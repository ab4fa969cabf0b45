//! Shared fixtures for the integration suite.

use alloy::primitives::Address;
use fundme_deployer::{
    models::{DeploymentRecord, NetworkConfig, Networks},
    repositories::DeploymentRegistry,
    services::{deploy_contracts, InMemoryLedger, LedgerClient},
};

pub const DEV_CHAIN_ID: u64 = 31337;

/// Networks table with a single local development network.
pub fn dev_networks() -> Networks {
    Networks::new(vec![NetworkConfig {
        network: "localhost".to_string(),
        chain_id: DEV_CHAIN_ID,
        price_feed: None,
        rpc_urls: vec!["http://127.0.0.1:8545".to_string()],
        is_development: true,
        required_confirmations: 1,
    }])
}

pub struct Fixture {
    pub ledger: InMemoryLedger,
    pub registry: DeploymentRegistry,
    pub fund_me: DeploymentRecord,
    pub accounts: Vec<Address>,
}

/// Deploys the mock aggregator and FundMe on a fresh simulated ledger, the
/// way the deploy binary would on a development network.
pub async fn deploy_fixture() -> Fixture {
    let ledger = InMemoryLedger::new();
    let registry = DeploymentRegistry::new();

    let fund_me = deploy_contracts(&ledger, &dev_networks(), DEV_CHAIN_ID, &registry)
        .await
        .expect("fixture deployment failed");
    let accounts = ledger.get_accounts().await.expect("fixture accounts");

    Fixture {
        ledger,
        registry,
        fund_me,
        accounts,
    }
}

— EXERCISE DETAILS —
Beginning with the first line of the records above, reproduce each line exactly, ending at the line that contains "pub const DEV_CHAIN_ID: u64 = 31337;", and leave out everything else.

— ANSWER TO THIS TASK —
repository ab4fa969cabf0b45
//! Shared fixtures for the integration suite.

use alloy::primitives::Address;
use fundme_deployer::{
    models::{DeploymentRecord, NetworkConfig, Networks},
    repositories::DeploymentRegistry,
    services::{deploy_contracts, InMemoryLedger, LedgerClient},
};

pub const DEV_CHAIN_ID: u64 = 31337;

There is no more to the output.